Dalam motivasi belajar, terdapat enam konsep penting, yaitu: Pertama, motivasi belajar adalah proses internal. Kedua, motivasi belajar bergantung pada teori yang menjelaskannya. Ketiga, motivasi belajar dapat ditingkatkan dengan penekanan tujuan-tujuan belajar. Keempat, motivasi belajar dapat meningkat apabila guru membangkitkan minat siswa, Kelima, motivasi belajar dapat meningkat pada diri siswa apabila guru memberikan ganjaran yang memiliki kontingen, spesifik, dan dapat dipercaya. Keenam, motivasi berprestasi dapat didefinisikan sebagai kecendrungan umum untuk mengupayakankeberhasilan dan memilih kegiatan-kegiatan yang berorientasi pada keberhasilan/kegagalan.
Ada beberapa strategi yang bisa digunakan oleh guru untuk menumbuhkan motivasi belajar siswa, sebagai berikut:
1. Menjelaskan tujuan belajar ke peserta didik.
Pada permulaan belajar mengajar seharusnya terlebih dahulu seorang guru menjelaskan mengenai Tujuan Instruksional Khusus yang akan dicapainya kepada siwa. Makin jelas tujuan maka makin besar pula motivasi dalam belajar.
2. Hadiah
Berikan hadiah untuk siswa yang berprestasi. Hal ini akan memacu semangat mereka untuk bisa belajar lebih giat lagi. Di samping itu, siswa yang belum berprestasi akan termotivasi untuk bisa mengejar siswa yang berprestasi.
3. Saingan/kompetisi
Guru berusaha mengadakan persaingan di antara siswanya untuk meningkatkan prestasi belajarnya, berusaha memperbaiki hasil prestasi yang telah dicapai sebelumnya.
4. Pujian
Sudah sepantasnya siswa yang berprestasi untuk diberikan penghargaan atau pujian. Tentunya pujian yang bersifat membangun.
5. Hukuman
Hukuman diberikan kepada siswa yang berbuat kesalahan saat proses belajar mengajar. Hukuman ini diberikan dengan harapan agar siswa tersebut mau merubah diri dan berusaha memacu motivasi belajarnya.

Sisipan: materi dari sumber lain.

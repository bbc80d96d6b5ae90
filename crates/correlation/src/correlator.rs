//! Request/response correlator
//!
//! Turns callbacks delivered on the peer's thread into blocking results for
//! the calling thread. Two delivery disciplines share one slot per key:
//!
//! - **single value**: `store` replaces the value and wakes the waiter
//! - **sequence**: `begin_sequence` / `append_to_sequence` build a list,
//!   `end_sequence` wakes the waiter once the list is complete
//!
//! Every read hands back an owned clone; nothing a producer can still mutate
//! escapes the slot lock.

use log::{debug, warn};
use relay_core::RequestId;
use std::sync::Arc;
use std::time::{Duration, Instant};

use crate::error::{CorrelationError, Result};
use crate::store::{KeyedSignalStore, Slot};

/// Default time a caller waits for a correlated response
pub const DEFAULT_RESPONSE_TIMEOUT: Duration = Duration::from_secs(10);

/// Contents of a correlation slot
#[derive(Debug, Clone, PartialEq, Default)]
pub enum Reply<T> {
    /// Slot exists but nothing has been written yet
    #[default]
    Pending,
    /// Most recent single value
    Value(T),
    /// Accumulated sequence, in callback order
    Sequence(Vec<T>),
}

impl<T> Reply<T> {
    pub fn is_pending(&self) -> bool {
        matches!(self, Self::Pending)
    }

    pub fn into_value(self) -> Option<T> {
        match self {
            Self::Value(value) => Some(value),
            _ => None,
        }
    }

    pub fn into_sequence(self) -> Option<Vec<T>> {
        match self {
            Self::Sequence(items) => Some(items),
            _ => None,
        }
    }
}

/// Blocking correlation of asynchronous replies by request id
pub struct Correlator<T> {
    store: KeyedSignalStore<Reply<T>>,
}

impl<T: Clone + Send + 'static> Default for Correlator<T> {
    fn default() -> Self {
        Self::new()
    }
}

impl<T: Clone + Send + 'static> Correlator<T> {
    pub fn new() -> Self {
        Self {
            store: KeyedSignalStore::new(),
        }
    }

    /// Block until `key` is signalled or `timeout` elapses.
    ///
    /// On success the slot's value is copied out and the signal cleared, so a
    /// second call blocks again until the next `store` / `end_sequence`.
    /// Creates the slot if no producer has touched the key yet.
    pub fn await_response(&self, key: RequestId, timeout: Duration) -> Result<Reply<T>> {
        wait_on(&self.store.get_or_create(key), key, timeout)
    }

    /// [`await_response`](Self::await_response) for a single-value reply
    pub fn await_value(&self, key: RequestId, timeout: Duration) -> Result<T> {
        expect_value(key, self.await_response(key, timeout)?)
    }

    /// [`await_response`](Self::await_response) for a sequence reply
    pub fn await_sequence(&self, key: RequestId, timeout: Duration) -> Result<Vec<T>> {
        expect_items(key, self.await_response(key, timeout)?)
    }

    /// Producer side: replace the value and wake the waiter
    pub fn store(&self, key: RequestId, value: T) {
        self.store.update(key, |state| {
            state.replace(Reply::Value(value));
            state.raise();
        });
    }

    /// Reset the slot to an empty sequence; the signal is left untouched
    pub fn begin_sequence(&self, key: RequestId) {
        self.store.update(key, |state| {
            state.replace(Reply::Sequence(Vec::new()));
        });
    }

    /// Append to the key's sequence without waking the waiter.
    ///
    /// A slot not holding a sequence is converted into a one-element sequence.
    pub fn append_to_sequence(&self, key: RequestId, value: T) {
        self.store
            .update(key, |state| push_onto(state.value_mut(), key, value));
    }

    /// Mark the key's sequence complete and wake the waiter
    pub fn end_sequence(&self, key: RequestId) {
        self.store.update(key, |state| state.raise());
    }

    /// [`append_to_sequence`](Self::append_to_sequence) for keys that are
    /// still outstanding. Late parts for a released key are dropped.
    pub fn append_if_present(&self, key: RequestId, value: T) -> bool {
        self.store
            .update_existing(key, |state| push_onto(state.value_mut(), key, value))
            .is_some()
    }

    /// [`end_sequence`](Self::end_sequence) for keys that are still outstanding
    pub fn end_sequence_if_present(&self, key: RequestId) -> bool {
        self.store
            .update_existing(key, |state| state.raise())
            .is_some()
    }

    /// Release the key's state. Waiters on it fail with `Cancelled`.
    /// Unknown keys are a no-op.
    pub fn delete(&self, key: RequestId) -> bool {
        self.store.remove(key)
    }

    /// Whether the key currently holds state
    pub fn exists(&self, key: RequestId) -> bool {
        self.store.contains(key)
    }

    /// Non-blocking copy of the key's current contents
    pub fn peek(&self, key: RequestId) -> Result<Reply<T>> {
        self.store
            .read(key, |state| state.value().clone())
            .ok_or(CorrelationError::NotFound(key))
    }

    /// Keys currently holding state
    pub fn keys(&self) -> Vec<RequestId> {
        self.store.keys()
    }

    /// Open a fresh single-value wait cycle for `key`.
    ///
    /// Any stale value or signal is discarded. Call before sending the
    /// request; the returned handle releases the key when dropped.
    pub fn expect(&self, key: RequestId) -> PendingReply<'_, T> {
        self.open(key, Reply::Pending)
    }

    /// Open a fresh sequence wait cycle for `key`
    pub fn expect_sequence(&self, key: RequestId) -> PendingReply<'_, T> {
        self.open(key, Reply::Sequence(Vec::new()))
    }

    fn open(&self, key: RequestId, initial: Reply<T>) -> PendingReply<'_, T> {
        let (slot, _) = self.store.update_slot(key, |state| {
            state.replace(initial);
            state.clear();
        });
        PendingReply {
            correlator: self,
            key,
            slot,
        }
    }
}

/// Handle for one outstanding request.
///
/// Bound to the slot opened by `expect`: deleting the key while the handle
/// is alive fails its wait with `Cancelled`. Dropping the handle (after a
/// wait, or on an early return) releases that slot, unless a newer cycle
/// already replaced it.
pub struct PendingReply<'a, T: Clone + Send + 'static> {
    correlator: &'a Correlator<T>,
    key: RequestId,
    slot: Arc<Slot<Reply<T>>>,
}

impl<T: Clone + Send + 'static> PendingReply<'_, T> {
    pub fn key(&self) -> RequestId {
        self.key
    }

    pub fn wait(self, timeout: Duration) -> Result<Reply<T>> {
        wait_on(&self.slot, self.key, timeout)
    }

    pub fn wait_value(self, timeout: Duration) -> Result<T> {
        let key = self.key;
        expect_value(key, self.wait(timeout)?)
    }

    pub fn wait_sequence(self, timeout: Duration) -> Result<Vec<T>> {
        let key = self.key;
        expect_items(key, self.wait(timeout)?)
    }
}

impl<T: Clone + Send + 'static> Drop for PendingReply<'_, T> {
    fn drop(&mut self) {
        self.correlator.store.remove_slot(self.key, &self.slot);
    }
}

/// Block on one slot until it is signalled, retired, or `timeout` elapses.
///
/// On success the value is copied out and the signal cleared.
fn wait_on<T: Clone>(
    slot: &Slot<Reply<T>>,
    key: RequestId,
    timeout: Duration,
) -> Result<Reply<T>> {
    let mut state = slot.wait_until(deadline_after(timeout));
    if state.is_signalled() {
        state.clear();
        return Ok(state.value().clone());
    }

    if state.is_retired() {
        debug!("Wait for key {} cancelled", key);
        return Err(CorrelationError::Cancelled(key));
    }

    debug!("Timed out after {:?} waiting for key {}", timeout, key);
    Err(CorrelationError::Timeout { key, timeout })
}

fn expect_value<T>(key: RequestId, reply: Reply<T>) -> Result<T> {
    reply.into_value().ok_or(CorrelationError::UnexpectedShape {
        key,
        expected: "single value",
    })
}

fn expect_items<T>(key: RequestId, reply: Reply<T>) -> Result<Vec<T>> {
    reply.into_sequence().ok_or(CorrelationError::UnexpectedShape {
        key,
        expected: "sequence",
    })
}

fn push_onto<T>(reply: &mut Reply<T>, key: RequestId, value: T) {
    match reply {
        Reply::Sequence(items) => items.push(value),
        other => {
            warn!("Append to key {} without an open sequence, starting one", key);
            *other = Reply::Sequence(vec![value]);
        }
    }
}

fn deadline_after(timeout: Duration) -> Instant {
    let now = Instant::now();
    now.checked_add(timeout)
        .unwrap_or_else(|| now + Duration::from_secs(u32::MAX as u64))
}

6. Membangkitkan dorongan kepada anak didik untuk belajar
Strateginya adalah dengan memberikan perhatian maksimal ke peserta didik.

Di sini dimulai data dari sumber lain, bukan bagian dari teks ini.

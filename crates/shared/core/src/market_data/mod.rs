//! Market data payloads delivered by the peer

mod bar;
mod scanner;
mod tick;

pub use bar::{Bar, BarData, BarTimeError, parse_bar_time};
pub use scanner::{ScannerData, ScannerSubscription, TagValue};
pub use tick::{
    BidAskTick, MidpointTick, Tick, TickAttribBidAsk, TickAttribLast, TickType, TradeTick,
};
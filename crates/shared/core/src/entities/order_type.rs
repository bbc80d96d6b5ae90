use serde::{Deserialize, Serialize};

/// Order types used by the request builders
#[derive(Debug, Clone, Copy, PartialEq, Eq, Hash, Serialize, Deserialize)]
pub enum OrderType {
    /// Execute at current market price
    Market,
    /// Execute at specified price or better
    Limit,
    /// Market order triggered when the aux price is touched
    MarketIfTouched,
    /// Market order triggered when price crosses the aux price
    Stop,
}

impl OrderType {
    /// Wire code (`MKT`, `LMT`, `MIT`, `STP`)
    pub fn as_str(&self) -> &'static str {
        match self {
            Self::Market => "MKT",
            Self::Limit => "LMT",
            Self::MarketIfTouched => "MIT",
            Self::Stop => "STP",
        }
    }
}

7. Membentuk kebiasaan belajar yang baik
8. Membantu kesulitan belajar anak didik secara individual maupun kelompok
9. Menggunakan metode yang bervariasi, dan
10. Menggunakan media yang baik dan sesuai dengan tujuan pembelajaran




DAFTAR PUSTAKA

Robbins, Stephen. 2006. Perilaku Organisasi. Jakarta: PT. Indeks Kelompok Gramedia.

Tampubolon, P.Manahan. 2004. Perilaku Organisasi. Jakarta: Ghalia Indonesia.